◆ Records from a collection:
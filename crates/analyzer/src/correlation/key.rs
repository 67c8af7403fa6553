use serde::{Deserialize, Serialize};
use std::fmt;
use std::net::{IpAddr, SocketAddr};

/// Source port stored in keys when resends may come from a different port
pub const CANONICAL_SOURCE_PORT: u16 = 0;

/// Identifies one direction of a transaction: Call-ID plus both endpoints
#[derive(Debug, Clone, PartialEq, Eq, Hash, Serialize, Deserialize)]
pub struct TransactionKey {
    pub call_id: String,
    pub source_address: IpAddr,
    pub source_port: u16,
    pub dest_address: IpAddr,
    pub dest_port: u16,
}

impl TransactionKey {
    /// Build a key, cutting the Call-ID to at most `max_call_id_len` bytes
    pub fn new(call_id: &str, source: SocketAddr, destination: SocketAddr, max_call_id_len: usize) -> Self {
        Self {
            call_id: truncate_call_id(call_id, max_call_id_len).to_string(),
            source_address: source.ip(),
            source_port: source.port(),
            dest_address: destination.ip(),
            dest_port: destination.port(),
        }
    }

    /// Fold the source port to [`CANONICAL_SOURCE_PORT`]
    pub fn with_canonical_source_port(mut self) -> Self {
        self.source_port = CANONICAL_SOURCE_PORT;
        self
    }

    /// The key of the opposite direction
    pub fn reversed(&self) -> Self {
        Self {
            call_id: self.call_id.clone(),
            source_address: self.dest_address,
            source_port: self.dest_port,
            dest_address: self.source_address,
            dest_port: self.source_port,
        }
    }
}

impl fmt::Display for TransactionKey {
    fn fmt(&self, f: &mut fmt::Formatter<'_>) -> fmt::Result {
        write!(
            f,
            "{} {} -> {}",
            self.call_id,
            SocketAddr::new(self.source_address, self.source_port),
            SocketAddr::new(self.dest_address, self.dest_port)
        )
    }
}

fn truncate_call_id(call_id: &str, max_len: usize) -> &str {
    if call_id.len() <= max_len {
        return call_id;
    }
    let mut end = max_len;
    while !call_id.is_char_boundary(end) {
        end -= 1;
    }
    &call_id[..end]
}
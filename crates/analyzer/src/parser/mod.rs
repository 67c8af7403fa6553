//! Byte-level SIP parsing: lines, URIs and header values

pub mod headers;
pub mod line;
pub mod uri;
pub mod utils;

pub use headers::{parse_header_line, parse_header_value};
pub use line::{classify_line, find_line, find_logical_line, Line, LineKind};
pub use uri::{parse_name_addr_or_addr_spec, parse_uri};
pub use utils::ParseResult;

◆ Exercise brief: Retype the records in full, keeping every word as it is.

◆ Task answer:
filename crates/analyzer/src/correlation/key.rs
repository 67c8af7403fa6553
use serde::{Deserialize, Serialize};
use std::fmt;
use std::net::{IpAddr, SocketAddr};

/// Source port stored in keys when resends may come from a different port
pub const CANONICAL_SOURCE_PORT: u16 = 0;

/// Identifies one direction of a transaction: Call-ID plus both endpoints
#[derive(Debug, Clone, PartialEq, Eq, Hash, Serialize, Deserialize)]
pub struct TransactionKey {
    pub call_id: String,
    pub source_address: IpAddr,
    pub source_port: u16,
    pub dest_address: IpAddr,
    pub dest_port: u16,
}

impl TransactionKey {
    /// Build a key, cutting the Call-ID to at most `max_call_id_len` bytes
    pub fn new(call_id: &str, source: SocketAddr, destination: SocketAddr, max_call_id_len: usize) -> Self {
        Self {
            call_id: truncate_call_id(call_id, max_call_id_len).to_string(),
            source_address: source.ip(),
            source_port: source.port(),
            dest_address: destination.ip(),
            dest_port: destination.port(),
        }
    }

    /// Fold the source port to [`CANONICAL_SOURCE_PORT`]
    pub fn with_canonical_source_port(mut self) -> Self {
        self.source_port = CANONICAL_SOURCE_PORT;
        self
    }

    /// The key of the opposite direction
    pub fn reversed(&self) -> Self {
        Self {
            call_id: self.call_id.clone(),
            source_address: self.dest_address,
            source_port: self.dest_port,
            dest_address: self.source_address,
            dest_port: self.source_port,
        }
    }
}

impl fmt::Display for TransactionKey {
    fn fmt(&self, f: &mut fmt::Formatter<'_>) -> fmt::Result {
        write!(
            f,
            "{} {} -> {}",
            self.call_id,
            SocketAddr::new(self.source_address, self.source_port),
            SocketAddr::new(self.dest_address, self.dest_port)
        )
    }
}

fn truncate_call_id(call_id: &str, max_len: usize) -> &str {
    if call_id.len() <= max_len {
        return call_id;
    }
    let mut end = max_len;
    while !call_id.is_char_boundary(end) {
        end -= 1;
    }
    &call_id[..end]
}
filename crates/analyzer/src/parser/mod.rs
repository 67c8af7403fa6553
//! Byte-level SIP parsing: lines, URIs and header values

pub mod headers;
pub mod line;
pub mod uri;
pub mod utils;

pub use headers::{parse_header_line, parse_header_value};
pub use line::{classify_line, find_line, find_logical_line, Line, LineKind};
pub use uri::{parse_name_addr_or_addr_spec, parse_uri};
pub use utils::ParseResult;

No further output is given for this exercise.